In childhood and my teen years I was taunted and beaten and abused by my peers. Boys were dangerous and often hostile, not to be trusted. Girls were neutral and stayed out of the abuse. Consequently, 95% of my close friends in adulthood are female. In terms of other men around whom I could be vulnerable or express myself openly, the only ones were my father, my brother Coby, and Rob Firester, whom I met at MIT, was my best man at my wedding with patgreene and was the only male non-relative whose company I actively sought. A redhead like myself, Rob developed melanoma three years ago, had gone through a series of treatments, and died on 30 October, exactly 34 years after Rob had set up Pat and I to meet at a party at Wellesley College. anaisdjuna met me in Atlanta and supported me at the funeral.

This summer field season in the Arctic at Haughton Crater was colder than usual and very wet and muddy. There were only five of us in camp, and it was more of a challenge than usual. Exhausted, we beat low ceilings and bad weather and made it back to Resolute only a couple of days late on 4 August. Whereupon back on the grid, I got the news, relayed from a former OSO, that my LDR partner Ara Easley had died unexpectedly, in her sleep two days after having routine neck disc-replacement surgery. She was 41. And apparently my date with her in late June, while in Pasadena for drill tests, was her last with anyone. Ara and I had had a bumpy relationship, on and off over the years with some happy and some difficult times. But I had not lost a partner before. I arrived home on August 7 and left a day later for her funeral, accompanied by patgreene.
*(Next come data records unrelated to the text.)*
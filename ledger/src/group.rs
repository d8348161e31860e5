//! Reusable named payment groups.
//!
//! A group fixes a list of payees and amounts on one chain, paid either in the
//! chain's native currency or in one token. Groups are validated before they
//! are turned into a [`DistributionRequest`].

use std::collections::HashSet;

use serde::{Deserialize, Serialize};
use splitpay_types::{checked_sum, Address, Amount, Asset};

use crate::error::LedgerError;
use crate::request::DistributionRequest;

/// A fungible token deployed on a specific chain.
#[derive(Clone, Debug, PartialEq, Eq, Serialize, Deserialize)]
pub struct TokenRef {
    pub name: String,
    pub symbol: String,
    pub address: Address,
    pub chain_id: u64,
}

#[derive(Clone, Debug, PartialEq, Eq, Serialize, Deserialize)]
pub struct GroupPayee {
    #[serde(default)]
    pub name: String,
    pub wallet: Address,
    /// Whole units, widened to [`Amount`] when a request is built.
    pub amount: u64,
}

#[derive(Clone, Debug, PartialEq, Eq, Serialize, Deserialize)]
pub struct PaymentGroup {
    pub name: String,
    #[serde(default)]
    pub detail: Option<String>,
    pub chain_id: u64,
    /// `None` pays in the chain's native currency.
    #[serde(default)]
    pub token: Option<TokenRef>,
    #[serde(default, rename = "payee")]
    pub payees: Vec<GroupPayee>,
}

impl PaymentGroup {
    pub fn uses_native_currency(&self) -> bool {
        self.token.is_none()
    }

    pub fn asset(&self) -> Asset {
        match &self.token {
            Some(token) => Asset::Token(token.address),
            None => Asset::Native,
        }
    }

    /// Check chain consistency, wallet uniqueness, positive amounts, and size.
    pub fn validate(&self, max_payees: usize) -> Result<(), LedgerError> {
        if let Some(token) = &self.token {
            if token.chain_id != self.chain_id {
                return Err(LedgerError::InvalidGroup(format!(
                    "token {} is on chain {}, group {} is on chain {}",
                    token.symbol, token.chain_id, self.name, self.chain_id
                )));
            }
        }
        if self.payees.is_empty() || self.payees.len() > max_payees {
            return Err(LedgerError::InvalidGroup(format!(
                "group {} has {} payees, expected 1..={max_payees}",
                self.name,
                self.payees.len()
            )));
        }
        let mut seen = HashSet::new();
        for payee in &self.payees {
            if !seen.insert(payee.wallet) {
                return Err(LedgerError::InvalidGroup(format!(
                    "wallet {} appears more than once in group {}",
                    payee.wallet, self.name
                )));
            }
            if payee.amount == 0 {
                return Err(LedgerError::InvalidGroup(format!(
                    "wallet {} has a zero amount",
                    payee.wallet
                )));
            }
        }
        Ok(())
    }

    pub fn total(&self) -> Result<Amount, LedgerError> {
        let amounts: Vec<Amount> = self.payees.iter().map(|p| Amount::from(p.amount)).collect();
        checked_sum(&amounts).ok_or(LedgerError::Overflow)
    }

    /// Build the distribution request for one payment of this group.
    pub fn to_request(&self, caller: Address, attached_value: Amount) -> DistributionRequest {
        DistributionRequest {
            caller,
            asset: self.asset(),
            payees: self.payees.iter().map(|p| p.wallet).collect(),
            amounts: self.payees.iter().map(|p| Amount::from(p.amount)).collect(),
            attached_value,
        }
    }
}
That's four loved ones lost over the past year, and a close call myself. I've spent periods of the past year depressed and seeing the world in shades of grey. It has affected my demeanor at work (cranky and brittle) and around the kids at home (likewise). There have been other challenges... David withholding disclosure of bad school performance, Kevin not getting into the colleges he wanted, the house being flooded (when we returned from Georgia on 12/31, there were several inches of water across most of the house due to a broken toilet... I spent 36 hours frantically cleaning and drying and doing remediation, fell asleep afterwards only to be woken by Kevin with news of Dad's death). Pat's month-long struggle with pneumonia in April. Even the used motorcycle I bought for $850 turned out to need $1200 of repairs, caused by botched maintenance by the prior owner and fraudulently covered up at the time of the sale.

I used to expect things would turn out all right in the end, if we kept moving forwards. Lately instead I've felt dread and expectations of disaster, "what's next?". Bracing for unspecified bad news. Ongoing low-level stress and depression. I've also gained ten pounds and my blood pressure is up 15 points, despite exercise.

There were some happy moments over the past year. But more and darker loss and grief. February 7 is no longer an unalloyed happy anniversary. It has been a tough year.